2.5.9 - Design Challenge: Mapping and Switches Solution
- There are a few things we could do actually.
- Maybe we could put a small letter next to each light switch that indicates which light in the room that switch controls.
- K for kitchen, C for counter top, B for breakfast room.
- Maybe we actually put icons that demonstrates which kind of light is controlled by each switch.
- So the counter top lights are kind of sconce lights, so maybe we put an icon that looks like the counter top lights.
- But likely the easiest thing is actually the way the system really was designed.
- I just didn’t notice it until I started writing this video.
- The lights from left to right in the room are actually controlled by the light switches from left to right on the wall.
- This switch controls the light over there.
- This switch controls the light right here.
- And this switch controls the light back there.
- That actually forms a pretty intuitive mapping.
2.5.10 - Perceptibility
- Our next principle is perceptibility.
- Perceptibility refers to the user’s ability to perceive the state of the system.
- Nielsen states that the system should always keep users informed about what is going on, through appropriate feedback within reasonable time.
- That allows the user to perceive what’s going on inside the system.
- Universal design notes that the design should communicate necessary information effectively to the user, regardless of ambient conditions or the user’s sensory abilities.
- In other words, everyone using the interface should be able to perceive the current state.
- Note that this is also similar to Norman’s notion of feedback.
- He writes that feedback must be immediate, must be informative, and that poor feedback can be worse than no feedback at all.
- But feedback is so ubiquitous, so general, that really, feedback could be applied to any principle we talk about in this entire lesson.
- So instead we’re going to reserve this more narrow definition for when we talk about errors.
- And our lesson on feedback cycles covers the idea of feedback more generally.
- Things like light switches and oven dials, actually do this very nicely.
- I can look at a light switch and determine whether the system it controls is on or off, based on whether the switch is up or down.
- Same with the oven dial. I can immediately see where the dial is set.
- But there’s a common household control, that flagrantly violates this principle of perceptibility.
- Here’s our ceiling fan, you might have one just like it. It has two chains. One controls the light, one controls the fan speed.
- But both only when the switch on the wall is on.
- Now first, the mapping here is awful.
- There’s no indication which control is which.
- But worse, the fan chain, which is this one, doesn’t give any indication of which setting the fan is on currently.
- I don’t honestly even know how many settings it has. [SOUND] I don’t know if pulling it makes it go up and then down, up and then off, down and then off.

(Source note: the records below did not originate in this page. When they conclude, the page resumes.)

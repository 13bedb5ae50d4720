//! Procedure descriptors and the protocol table exchanged during negotiation.
//!
//! A descriptor is published on the wire in this form:
//!
//! ```text
//! {"procedure": "add_layer",
//!  "required": [{"key": "name", "default": false}],
//!  "optional": [{"key": "opacity", "default": 1.0}]}
//! ```

use crate::error::{PeerlinkError, Result};
use crate::introspect::{ArgMeta, MethodSignature};
use serde::{Deserialize, Serialize};
use serde_json::Value;
use std::collections::HashSet;

/// An optional parameter and the default the exposing side declared for it.
#[derive(Debug, Clone, PartialEq)]
pub struct OptionalParam {
    pub key: String,
    pub default: Value,
}

/// Declared name and parameter shape of one remotely callable method.
#[derive(Debug, Clone, PartialEq, Serialize, Deserialize)]
#[serde(from = "DescriptorWire", into = "DescriptorWire")]
pub struct ProcedureDescriptor {
    pub name: String,
    pub required: Vec<String>,
    pub optional: Vec<OptionalParam>,
}

impl ProcedureDescriptor {
    pub fn new(name: impl Into<String>) -> Self {
        Self {
            name: name.into(),
            required: Vec::new(),
            optional: Vec::new(),
        }
    }

    pub fn with_required(mut self, key: impl Into<String>) -> Self {
        self.required.push(key.into());
        self
    }

    pub fn with_optional(mut self, key: impl Into<String>, default: Value) -> Self {
        self.optional.push(OptionalParam {
            key: key.into(),
            default,
        });
        self
    }

    /// Split introspected arguments into required and optional lists,
    /// keeping declaration order within each.
    pub fn from_arg_meta(name: impl Into<String>, args: &[ArgMeta]) -> Self {
        let mut descriptor = Self::new(name);
        for arg in args {
            match &arg.default {
                Some(default) => descriptor.optional.push(OptionalParam {
                    key: arg.key.clone(),
                    default: default.clone(),
                }),
                None => descriptor.required.push(arg.key.clone()),
            }
        }
        descriptor
    }

    pub fn is_optional(&self, key: &str) -> bool {
        self.optional.iter().any(|p| p.key == key)
    }
}

#[derive(Serialize, Deserialize)]
struct DescriptorWire {
    procedure: String,
    #[serde(default)]
    required: Vec<ArgMeta>,
    #[serde(default)]
    optional: Vec<ArgMeta>,
}

impl From<DescriptorWire> for ProcedureDescriptor {
    fn from(wire: DescriptorWire) -> Self {
        Self {
            name: wire.procedure,
            required: wire.required.into_iter().map(|arg| arg.key).collect(),
            // `false` is how "no default" travels, so it also comes back as `false`.
            optional: wire
                .optional
                .into_iter()
                .map(|arg| OptionalParam {
                    key: arg.key,
                    default: arg.default.unwrap_or(Value::Bool(false)),
                })
                .collect(),
        }
    }
}

impl From<ProcedureDescriptor> for DescriptorWire {
    fn from(descriptor: ProcedureDescriptor) -> Self {
        Self {
            procedure: descriptor.name,
            required: descriptor.required.into_iter().map(ArgMeta::required).collect(),
            optional: descriptor
                .optional
                .into_iter()
                .map(|p| ArgMeta::optional(p.key, p.default))
                .collect(),
        }
    }
}

/// Ordered set of descriptors with unique names.
#[derive(Debug, Clone, Default, PartialEq, Serialize, Deserialize)]
#[serde(try_from = "Vec<ProcedureDescriptor>", into = "Vec<ProcedureDescriptor>")]
pub struct ProtocolTable {
    procedures: Vec<ProcedureDescriptor>,
}

impl ProtocolTable {
    /// Build a table, rejecting duplicate or empty procedure names.
    pub fn new(procedures: Vec<ProcedureDescriptor>) -> Result<Self> {
        let mut seen = HashSet::new();
        for descriptor in &procedures {
            if descriptor.name.is_empty() {
                return Err(PeerlinkError::invalid_request("procedure name must not be empty"));
            }
            if !seen.insert(descriptor.name.as_str()) {
                return Err(PeerlinkError::invalid_request(format!(
                    "duplicate procedure in protocol table: {}",
                    descriptor.name
                )));
            }
        }
        Ok(Self { procedures })
    }

    /// Introspect each whitelisted signature and build the table from them.
    pub fn from_signatures(signatures: &[MethodSignature]) -> Result<Self> {
        Self::new(signatures.iter().map(MethodSignature::descriptor).collect())
    }

    pub fn get(&self, name: &str) -> Option<&ProcedureDescriptor> {
        self.procedures.iter().find(|d| d.name == name)
    }

    pub fn contains(&self, name: &str) -> bool {
        self.get(name).is_some()
    }

    pub fn iter(&self) -> impl Iterator<Item = &ProcedureDescriptor> {
        self.procedures.iter()
    }

    pub fn names(&self) -> impl Iterator<Item = &str> {
        self.procedures.iter().map(|d| d.name.as_str())
    }

    pub fn len(&self) -> usize {
        self.procedures.len()
    }

    pub fn is_empty(&self) -> bool {
        self.procedures.is_empty()
    }
}

impl TryFrom<Vec<ProcedureDescriptor>> for ProtocolTable {
    type Error = PeerlinkError;

    fn try_from(value: Vec<ProcedureDescriptor>) -> Result<Self> {
        Self::new(value)
    }
}

impl From<ProtocolTable> for Vec<ProcedureDescriptor> {
    fn from(table: ProtocolTable) -> Self {
        table.procedures
    }
}

impl<'a> IntoIterator for &'a ProtocolTable {
    type Item = &'a ProcedureDescriptor;
    type IntoIter = std::slice::Iter<'a, ProcedureDescriptor>;

    fn into_iter(self) -> Self::IntoIter {
        self.procedures.iter()
    }
}
impl RemoteProcedure {
    pub fn descriptor(&self) -> &ProcedureDescriptor {
        &self.descriptor
    }

    pub fn name(&self) -> &str {
        &self.descriptor.name
    }

    /// Tag positional arguments against the descriptor.
    ///
    /// Required arguments come first, in declaration order. One extra trailing
    /// argument is allowed and must be an object of optional arguments.
    pub fn build_params(&self, mut args: Vec<Value>) -> Result<Vec<Param>> {
        let name = &self.descriptor.name;
        let required = self.descriptor.required.len();

        if args.len() < required {
            return Err(PeerlinkError::invalid_request(format!(
                "Too few arguments passed to {}: expected {}, got {}",
                name,
                required,
                args.len()
            )));
        }
        if args.len() > required + 1 {
            return Err(PeerlinkError::invalid_request(format!(
                "Too many arguments passed to {}: expected at most {}, got {}",
                name,
                required + 1,
                args.len()
            )));
        }

        let optionals = if args.len() == required + 1 {
            match args.pop() {
                Some(Value::Object(map)) => map,
                other => {
                    return Err(PeerlinkError::invalid_request(format!(
                        "Optional arguments must be an object, received {} for procedure {}",
                        other.unwrap_or(Value::Null),
                        name
                    )))
                }
            }
        } else {
            serde_json::Map::new()
        };

        let mut params: Vec<Param> = self
            .descriptor
            .required
            .iter()
            .zip(args)
            .map(|(key, value)| Param::required(key.clone(), value))
            .collect();

        for (key, value) in optionals {
            if !self.descriptor.is_optional(&key) {
                debug!("{} does not declare optional {}, sending it anyway", name, key);
            }
            params.push(Param::optional(key, value));
        }

        Ok(params)
    }

    /// Build and register a call. The request is sent by the returned handle.
    pub fn call(&self, args: Vec<Value>) -> Result<PendingCallHandle> {
        let params = self.build_params(args)?;
        let request = make_request(self.descriptor.name.clone(), params)?;
        let id = request.id.clone();

        self.ledger.register(request)?;
        debug!("Registered call {} to {}", id, self.descriptor.name);

        Ok(PendingCallHandle {
            id,
            ledger: self.ledger.clone(),
            sink: self.sink.clone(),
            call_timeout: self.call_timeout,
        })
    }
}

/// Proxies for every procedure the peer published, looked up by name.
#[derive(Clone)]
pub struct Remote {
    table: ProtocolTable,
    procedures: Arc<HashMap<String, RemoteProcedure>>,
    ledger: PendingCalls,
}

impl Remote {
    pub fn new(
        table: ProtocolTable,
        sink: Arc<dyn MessageSink>,
        ledger: PendingCalls,
        config: &RouterConfig,
    ) -> Self {
        let procedures = table
            .iter()
            .map(|descriptor| {
                (
                    descriptor.name.clone(),
                    RemoteProcedure {
                        descriptor: descriptor.clone(),
                        ledger: ledger.clone(),
                        sink: sink.clone(),
                        call_timeout: config.call_timeout,
                    },
                )
            })
            .collect();

        Self {
            table,
            procedures: Arc::new(procedures),
            ledger,
        }
    }

    pub fn procedure(&self, name: &str) -> Result<&RemoteProcedure> {
        self.procedures
            .get(name)
            .ok_or_else(|| PeerlinkError::MethodNotFound {
                method: name.to_string(),
            })
    }

    /// Call a procedure by name. See [`RemoteProcedure::call`].
    pub fn call(&self, name: &str, args: Vec<Value>) -> Result<PendingCallHandle> {
        self.procedure(name)?.call(args)
    }

    pub fn contains(&self, name: &str) -> bool {
        self.procedures.contains_key(name)
    }

    pub fn table(&self) -> &ProtocolTable {
        &self.table
    }

    pub fn pending_calls(&self) -> &PendingCalls {
        &self.ledger
    }
}

/// Handle to a registered call.
///
/// Dropping the handle without sending leaves the call registered until the
/// connection is torn down; use [`PendingCallHandle::cancel`] to discard it.
#[must_use = "a call is not sent until `then` or `send` is used"]
pub struct PendingCallHandle {
    id: CorrelationId,
    ledger: PendingCalls,
    sink: Arc<dyn MessageSink>,
    call_timeout: Option<Duration>,
}

impl PendingCallHandle {
    pub fn id(&self) -> &CorrelationId {
        &self.id
    }

    pub fn state(&self) -> Option<CallState> {
        self.ledger.state(&self.id)
    }

    /// The request this call will send.
    pub fn request(&self) -> Option<Request> {
        self.ledger.request(&self.id)
    }

    /// Attach handlers and send the request.
    ///
    /// If the send fails the call is removed from the ledger and the error
    /// is returned; neither handler runs.
    pub fn then<S, E>(self, on_success: S, on_error: E) -> Result<()>
    where
        S: FnOnce(Value) + Send + 'static,
        E: FnOnce(RpcError) + Send + 'static,
    {
        let request = self
            .ledger
            .mark_pending(&self.id, Box::new(on_success), Box::new(on_error))?;

        if let Err(e) = self.sink.send(request.into()) {
            warn!("Failed to send call {}: {}", self.id, e);
            self.ledger.cancel(&self.id);
            return Err(e);
        }
        Ok(())
    }

    /// Send the request and return an awaitable reply.
    pub fn send(self) -> Result<Reply> {
        let (tx, rx) = oneshot::channel();
        let tx_err = Arc::new(std::sync::Mutex::new(Some(tx)));
        let tx_ok = tx_err.clone();

        let id = self.id.clone();
        let ledger = self.ledger.clone();
        let timeout = self.call_timeout;

        self.then(
            move |result| {
                if let Some(tx) = tx_ok.lock().unwrap_or_else(|e| e.into_inner()).take() {
                    let _ = tx.send(Ok(result));
                }
            },
            move |error| {
                if let Some(tx) = tx_err.lock().unwrap_or_else(|e| e.into_inner()).take() {
                    let _ = tx.send(Err(error));
                }
            },
        )?;

        Ok(Reply {
            id,
            rx,
            ledger,
            timeout,
        })
    }

    /// Discard the call. Returns `false` if it had already completed.
    pub fn cancel(self) -> bool {
        self.ledger.cancel(&self.id)
    }
}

Whenever I use it, I just pull it, wait ten seconds and see if I like the speed, and then pull it again. And this is all only if the wall switch is on. Now, of course people have resolved this with dials or other controls, and yet these dang chains still seem to be the most common approach despite this challenge of perceptibility.
2.5.11 - Consistency
- Consistency is a principle from Norman, Nielsen, and Constantine and Lockwood that refers to using controls, using visualizations, using layouts, using anything we use in our interface design consistently, across both the interfaces that we design and what we design more broadly as a community.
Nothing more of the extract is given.